Write the entries out exactly, with the final line being the one containing "use chrono::NaiveDate;".

Segment Open

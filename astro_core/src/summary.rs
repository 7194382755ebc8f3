//! Daily aggregation of a user's log.
//!
//! Totals add up the per-entry calorie values exactly as they were stored,
//! which were already rounded to two decimals. Only the net balance is
//! rounded again.

use crate::calc::round2;
use crate::types::{ExerciseEntry, MealEntry, MovementEntry, UserRecord};
use chrono::NaiveDate;
use std::fmt::{self, Write};

/// Reference daily protein intake for an average adult, in grams
pub const REFERENCE_PROTEIN_G: f64 = 50.0;

/// Reference daily carbohydrate intake for an average adult, in grams
pub const REFERENCE_CARBS_G: f64 = 300.0;

/// Whether the day ended with more calories in than out
#[derive(Clone, Copy, Debug, PartialEq)]
pub enum NetBalance {
    /// Consumed at least as much as burned; holds the surplus
    Gain(f64),
    /// Burned more than consumed; holds the deficit as a positive number
    Loss(f64),
}

impl NetBalance {
    fn from_net(net: f64) -> Self {
        if net >= 0.0 {
            NetBalance::Gain(net)
        } else {
            NetBalance::Loss(-net)
        }
    }
}

impl fmt::Display for NetBalance {
    fn fmt(&self, f: &mut fmt::Formatter<'_>) -> fmt::Result {
        match self {
            NetBalance::Gain(v) => write!(f, "Net Calorie Gain: {} cal", format_amount(*v)),
            NetBalance::Loss(v) => write!(f, "Net Calorie Loss: {} cal", format_amount(*v)),
        }
    }
}

/// Aggregated totals for one user on one date
#[derive(Clone, Debug, PartialEq)]
pub struct DailySummary {
    pub date: NaiveDate,
    pub exercises: Vec<ExerciseEntry>,
    pub movements: Vec<MovementEntry>,
    pub meals: Vec<MealEntry>,
    pub total_burned: f64,
    pub total_consumed: f64,
    pub total_protein: f64,
    pub total_carbs: f64,
    /// `round2(total_consumed - total_burned)`
    pub net: f64,
}

/// Fold one day of a user's log into totals
///
/// Returns `None` when nothing was logged that day in any category.
pub fn summarize(record: &UserRecord, date: NaiveDate) -> Option<DailySummary> {
    let day = record.day(date);
    if day.is_empty() {
        return None;
    }

    let mut total_burned = 0.0;
    for e in day.exercises {
        total_burned += e.calories;
    }
    for m in day.movements {
        total_burned += m.calories;
    }

    let mut total_consumed = 0.0;
    let mut total_protein = 0.0;
    let mut total_carbs = 0.0;
    for m in day.meals {
        total_consumed += m.calories;
        total_protein += m.protein_g;
        total_carbs += m.carbs_g;
    }

    Some(DailySummary {
        date,
        exercises: day.exercises.to_vec(),
        movements: day.movements.to_vec(),
        meals: day.meals.to_vec(),
        total_burned,
        total_consumed,
        total_protein,
        total_carbs,
        net: round2(total_consumed - total_burned),
    })
}

impl DailySummary {
    pub fn balance(&self) -> NetBalance {
        NetBalance::from_net(self.net)
    }

    /// Plain-text report of the day
    pub fn render(&self, display_name: &str) -> String {
        let mut out = String::new();
        // Writing to a String cannot fail
        let _ = self.write_report(&mut out, display_name);
        out
    }

    fn write_report(&self, out: &mut String, display_name: &str) -> fmt::Result {
        writeln!(out, "Summary for {} on {}:", display_name, self.date)?;
        writeln!(out)?;

        if !self.exercises.is_empty() {
            writeln!(out, "Exercises:")?;
            for e in &self.exercises {
                writeln!(
                    out,
                    "- {} for {} min, {} cal burned.",
                    e.name,
                    format_amount(e.duration_minutes),
                    format_amount(e.calories)
                )?;
            }
            writeln!(out)?;
        }

        if !self.movements.is_empty() {
            writeln!(out, "Movements:")?;
            for m in &self.movements {
                writeln!(
                    out,
                    "- {} at {} speed for {} min, Microgravity: {} min, {} cal burned.",
                    m.activity,
                    m.speed_label,
                    format_amount(m.duration_minutes),
                    format_amount(m.microgravity_minutes),
                    format_amount(m.calories)
                )?;
            }
            writeln!(out)?;
        }

        if !self.meals.is_empty() {
            writeln!(out, "Meals:")?;
            for m in &self.meals {
                writeln!(
                    out,
                    "- {}: {} cal, {}g protein, {}g carbs",
                    m.name,
                    format_amount(m.calories),
                    format_amount(m.protein_g),
                    format_amount(m.carbs_g)
                )?;
            }
            writeln!(out)?;
        }

        writeln!(out, "---- Totals ----")?;
        writeln!(
            out,
            "Total Calories Consumed: {} cal",
            format_amount(self.total_consumed)
        )?;
        writeln!(
            out,
            "Total Protein: {} g (Expected Daily Protein Intake for an average adult: {}g)",
            format_amount(self.total_protein),
            REFERENCE_PROTEIN_G
        )?;
        writeln!(
            out,
            "Total Carbs: {} g (Expected Daily Carbs Intake for an average adult: {}g)",
            format_amount(self.total_carbs),
            REFERENCE_CARBS_G
        )?;
        writeln!(
            out,
            "Total Calories Burned: {} cal",
            format_amount(self.total_burned)
        )?;
        writeln!(out, "{}", self.balance())
    }
}

/// Format a quantity for display: at most two decimals, at least one
pub fn format_amount(value: f64) -> String {
    let rounded = round2(value);
    if rounded.fract() == 0.0 {
        format!("{:.1}", rounded)
    } else {
        format!("{}", rounded)
    }
}

#[cfg(test)]
mod tests {
    use super::*;
    use crate::types::{Activity, LogEntry};

    fn day() -> NaiveDate {
        NaiveDate::from_ymd_opt(2025, 3, 1).unwrap()
    }

    fn sample_record() -> UserRecord {
        let mut record = UserRecord::default();
        record.append(
            day(),
            LogEntry::Exercise(ExerciseEntry {
                name: "Push-ups".into(),
                duration_minutes: 10.0,
                calories: 70.0,
            }),
        );
        record.append(
            day(),
            LogEntry::Movement(MovementEntry {
                activity: Activity::Walking,
                speed_label: "Moderate (3 km/h)".into(),
                duration_minutes: 30.0,
                microgravity_minutes: 10.0,
                calories: 100.0,
            }),
        );
        record.append(
            day(),
            LogEntry::Meal(MealEntry {
                name: "Tortilla wrap".into(),
                calories: 200.0,
                protein_g: 8.0,
                carbs_g: 30.5,
            }),
        );
        record
    }

    #[test]
    fn test_empty_day_is_no_data() {
        let record = UserRecord::default();
        assert!(summarize(&record, day()).is_none());

        // Data on another day does not count
        let other = day().succ_opt().unwrap();
        assert!(summarize(&sample_record(), other).is_none());
    }

    #[test]
    fn test_totals_and_gain() {
        let summary = summarize(&sample_record(), day()).unwrap();
        assert_eq!(summary.total_consumed, 200.0);
        assert_eq!(summary.total_burned, 170.0);
        assert_eq!(summary.total_protein, 8.0);
        assert_eq!(summary.total_carbs, 30.5);
        assert_eq!(summary.net, 30.0);
        assert_eq!(summary.balance(), NetBalance::Gain(30.0));
    }

    #[test]
    fn test_loss_is_reported_as_absolute_value() {
        let mut record = sample_record();
        record.append(
            day(),
            LogEntry::Exercise(ExerciseEntry {
                name: "Burpees".into(),
                duration_minutes: 5.0,
                calories: 50.25,
            }),
        );
        let summary = summarize(&record, day()).unwrap();
        assert_eq!(summary.net, -20.25);
        assert_eq!(summary.balance(), NetBalance::Loss(20.25));
        assert!(summary
            .render("Ana")
            .contains("Net Calorie Loss: 20.25 cal"));
    }

    #[test]
    fn test_zero_net_is_gain() {
        let mut record = UserRecord::default();
        record.append(
            day(),
            LogEntry::Meal(MealEntry {
                name: "Water".into(),
                calories: 0.0,
                protein_g: 0.0,
                carbs_g: 0.0,
            }),
        );
        let summary = summarize(&record, day()).unwrap();
        assert_eq!(summary.balance(), NetBalance::Gain(0.0));
    }

    #[test]
    fn test_render_sections() {
        let report = summarize(&sample_record(), day()).unwrap().render("Ana");
        assert!(report.starts_with("Summary for Ana on 2025-03-01:\n"));
        assert!(report.contains("Exercises:\n- Push-ups for 10.0 min, 70.0 cal burned.\n"));
        assert!(report.contains(
            "- Walking at Moderate (3 km/h) speed for 30.0 min, Microgravity: 10.0 min, 100.0 cal burned."
        ));
        assert!(report.contains("- Tortilla wrap: 200.0 cal, 8.0g protein, 30.5g carbs"));
        assert!(report.contains("Total Calories Burned: 170.0 cal"));
        assert!(report.ends_with("Net Calorie Gain: 30.0 cal\n"));
    }

    #[test]
    fn test_render_skips_empty_sections() {
        let mut record = UserRecord::default();
        record.append(
            day(),
            LogEntry::Meal(MealEntry {
                name: "Soup".into(),
                calories: 120.0,
                protein_g: 4.0,
                carbs_g: 15.0,
            }),
        );
        let report = summarize(&record, day()).unwrap().render("Ana");
        assert!(!report.contains("Exercises:"));
        assert!(!report.contains("Movements:"));
        assert!(report.contains("Meals:"));
    }

    #[test]
    fn test_format_amount() {
        assert_eq!(format_amount(70.0), "70.0");
        assert_eq!(format_amount(12.5), "12.5");
        assert_eq!(format_amount(0.1 + 0.2), "0.3");
        assert_eq!(format_amount(3.14159), "3.14");
    }
}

Segment Closed

| ANSWER SPACE |
filename astro_core/src/summary.rs
repository 7194382755ebc8f3
//! Daily aggregation of a user's log.
//!
//! Totals add up the per-entry calorie values exactly as they were stored,
//! which were already rounded to two decimals. Only the net balance is
//! rounded again.

use crate::calc::round2;
use crate::types::{ExerciseEntry, MealEntry, MovementEntry, UserRecord};
use chrono::NaiveDate;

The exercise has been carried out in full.